I asked our local health district about this, and they said it’s true people who are immunized can catch the disease, but often the symptoms are milder and typically its the people who were immunized but the potency of the vaccine has waned that are susceptible — that’s because it’s been a number of years since they were given the shot.

The debate over whether to immunize against the disease is not unique to America, nor is it new. I found this abstract on the National Institutes of Health’s website. It looks like it’s from a medical journal article published in the 1980s, but its topic is relevant today:

There has been extensive debate in Great Britain regarding the risks and benefits of routine infant immunization against whooping cough. As a result of highly publicized cases of brain damage alleged to have been caused by the vaccine, immunization acceptance rates have dropped dramatically and epidemics of the disease have recurred.

On the basis of a review of the current state of knowledge on whooping cough, the vaccine, and vaccine safety, the authors conclude that the dangers of the disease outweigh any known hazards of the vaccine. Although whooping cough is less important a cause of death and disability at present, it remains a potentially lethal disease that should be controlled.

The safety of the vaccine is an especially critical question, however, since it is being advocated for use on a mass scale in previously healthy children. The results of studies such as the National Childhood Encephalopathy Study suggest DPT vaccination is associated with a greater frequency of acute neurological illnesses than would be expected by chance. On the other hand, most cases of such complications were not time-associated with DPT vaccination and may have resulted from the less purified vaccines used in the past.

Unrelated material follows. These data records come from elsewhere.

mod console;

use std::fs::File;
use std::path::PathBuf;
use std::time::{Duration, Instant};

use rytm_core::config::Config;
use rytm_core::dispatch::dispatch;
use rytm_core::engine::{Engine, EngineSettings};
use rytm_core::io::LatchedOutput;
use rytm_core::persistence::{FileEeprom, NvStorage, PersistentStateStore};
use rytm_core::seed::EntropySource;
use rytm_types::{ClockSource, CHANNEL_COUNT};

use console::ConsoleInput;

fn init_logging(verbose: bool) {
    use simplelog::*;

    let log_level = if verbose { LevelFilter::Debug } else { LevelFilter::Warn };

    let log_path = dirs::config_dir()
        .unwrap_or_else(|| PathBuf::from("."))
        .join("rytm")
        .join("rytm-sim.log");

    if let Some(parent) = log_path.parent() {
        let _ = std::fs::create_dir_all(parent);
    }

    let log_file = match File::create(&log_path)
        .or_else(|_| File::create(std::env::temp_dir().join("rytm-sim.log")))
    {
        Ok(file) => file,
        Err(e) => {
            eprintln!("logging disabled: {}", e);
            return;
        }
    };

    if let Err(e) = WriteLogger::init(log_level, simplelog::Config::default(), log_file) {
        eprintln!("logging disabled: {}", e);
        return;
    }

    log::info!("rytm-sim starting (log level: {:?})", log_level);
}

/// Square wave standing in for a patched clock cable.
struct ExternalPulse {
    period_us: u64,
    width_us: u64,
}

impl ExternalPulse {
    fn new(bpm: u32, ppqn: u32) -> Option<Self> {
        let period_us = 60_000_000u64.checked_div(bpm as u64 * ppqn as u64)?;
        (period_us > 0).then(|| Self {
            period_us,
            width_us: (period_us / 2).min(5_000),
        })
    }

    fn level(&self, now_us: u64) -> bool {
        now_us % self.period_us < self.width_us
    }
}

fn arg_value<'a>(args: &'a [String], flag: &str) -> Option<&'a str> {
    args.iter()
        .position(|a| a == flag)
        .and_then(|i| args.get(i + 1))
        .map(String::as_str)
}

fn render_levels(levels: [bool; CHANNEL_COUNT]) -> String {
    levels
        .iter()
        .map(|&high| if high { '#' } else { '.' })
        .collect()
}

fn show<O, E, S>(engine: &Engine<O, E>, store: &PersistentStateStore<S>)
where
    O: rytm_core::io::DigitalOutput,
    E: EntropySource,
    S: NvStorage,
{
    let clock = engine.clock();
    match clock.source() {
        ClockSource::Internal => println!("clock: internal {} bpm", clock.tempo()),
        ClockSource::External => match clock.external_bpm() {
            Some(bpm) => println!("clock: external {} bpm @ {} ppqn", bpm, clock.resolution().ppqn()),
            None => println!("clock: external (waiting) @ {} ppqn", clock.resolution().ppqn()),
        },
    }
    println!(
        "mode: {}  selected: {}  storage: {} bytes",
        engine.output_mode().name(),
        engine.selected_channel() + 1,
        store.storage().capacity()
    );
    let stutter = engine.stutter_state(engine.selected_channel());
    println!(
        "stutter: {} pulses, {} per source pulse ({} us half-period)",
        stutter.repeats(),
        stutter.factor(),
        stutter.duty_us()
    );
    for ch in 0..CHANNEL_COUNT {
        println!("  {}", engine.describe(ch));
    }
}

fn main() -> Result<(), Box<dyn std::error::Error>> {
    let args: Vec<String> = std::env::args().collect();
    let verbose = args.iter().any(|a| a == "--verbose" || a == "-v");
    init_logging(verbose);

    let seconds: u64 = arg_value(&args, "--seconds")
        .and_then(|s| s.parse().ok())
        .unwrap_or(8);
    let external_bpm: Option<u32> = arg_value(&args, "--external").and_then(|s| s.parse().ok());

    let config = Config::load();
    let eeprom_path = arg_value(&args, "--eeprom")
        .map(PathBuf::from)
        .unwrap_or_else(|| config.eeprom_path());
    let eeprom = FileEeprom::open(&eeprom_path, config.eeprom_capacity())?;
    let mut store = PersistentStateStore::new(eeprom, config.defaults());

    let boot = store.load()?;
    if boot.first_boot {
        println!("first boot: wrote defaults to {}", eeprom_path.display());
    }

    let mut engine = Engine::new(
        &boot.state,
        [LatchedOutput::new(); CHANNEL_COUNT],
        EngineSettings::from(&config),
    );
    if external_bpm.is_some() {
        engine.clock_mut().set_source(ClockSource::External);
    }
    engine.clock_mut().start_timer();
    show(&engine, &store);

    let lines = console::spawn_reader();
    let start = Instant::now();
    let stop_at = start + Duration::from_secs(seconds);
    let mut last_levels = engine.levels();

    'run: while Instant::now() < stop_at {
        engine.clock().wait(Duration::from_millis(1));
        let now_us = start.elapsed().as_micros() as u64;

        if let Some(pulse) = external_bpm
            .and_then(|bpm| ExternalPulse::new(bpm, engine.clock().resolution().ppqn()))
        {
            engine.on_clock_input(pulse.level(now_us), now_us);
        }
        engine.poll(now_us);

        while let Ok(line) = lines.try_recv() {
            match console::parse(&line) {
                Some(ConsoleInput::Quit) => break 'run,
                Some(ConsoleInput::Show) => show(&engine, &store),
                Some(ConsoleInput::Command(cmd)) => match dispatch(&cmd, &mut engine, &mut store) {
                    Ok(result) if result.first_boot => println!("no valid snapshot, defaults restored"),
                    Ok(_) => {}
                    Err(e) => {
                        log::error!(target: "sim", "{:?} failed: {}", cmd, e);
                        eprintln!("{:?} failed: {}", cmd, e);
                    }
                },
                None => eprintln!("unrecognized: {}", line.trim()),
            }
        }

        let levels = engine.levels();
        if levels != last_levels {
            println!("{:>9.3} {}", now_us as f64 / 1e6, render_levels(levels));
            last_levels = levels;
        }
    }

    engine.clock_mut().stop_timer();
    log::info!("rytm-sim stopped");
    Ok(())
}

The most critical element in decision making is the readiness of parents and doctors to accept the fact that active preventive measures such as pertussis immunization sometimes carry unavoidable risks that have to be weighed against the risk of nonintervention.

The Connally’s measured the risks to benefits, and decided against giving their daughter the series of shots that start at 2 months. Instead they made a conscious effort to do everything they can to keep her, and themselves, from catching it.

That includes breast feeding Edythe, which research has shown boosts a child’s immunity by passing along antibodies from the mother, among other benefits. While she’s still breastfeeding, Connally says they also feed Edythe solid foods that are known to boost her immunity, including a diet rich in vegetables and fruit, and fiber to help build “good cultures in her gut,” Connally said.

While they made the choice not to immunize Edythe, Connally was up front with me in our interview and told me they think she could currently have whooping cough. They don’t know how she caught it — possibly from kids at church or in the neighborhood, Connally said — and they won’t know until they hear back from the doctor what the test results show. They took her in on Wednesday to be checked out.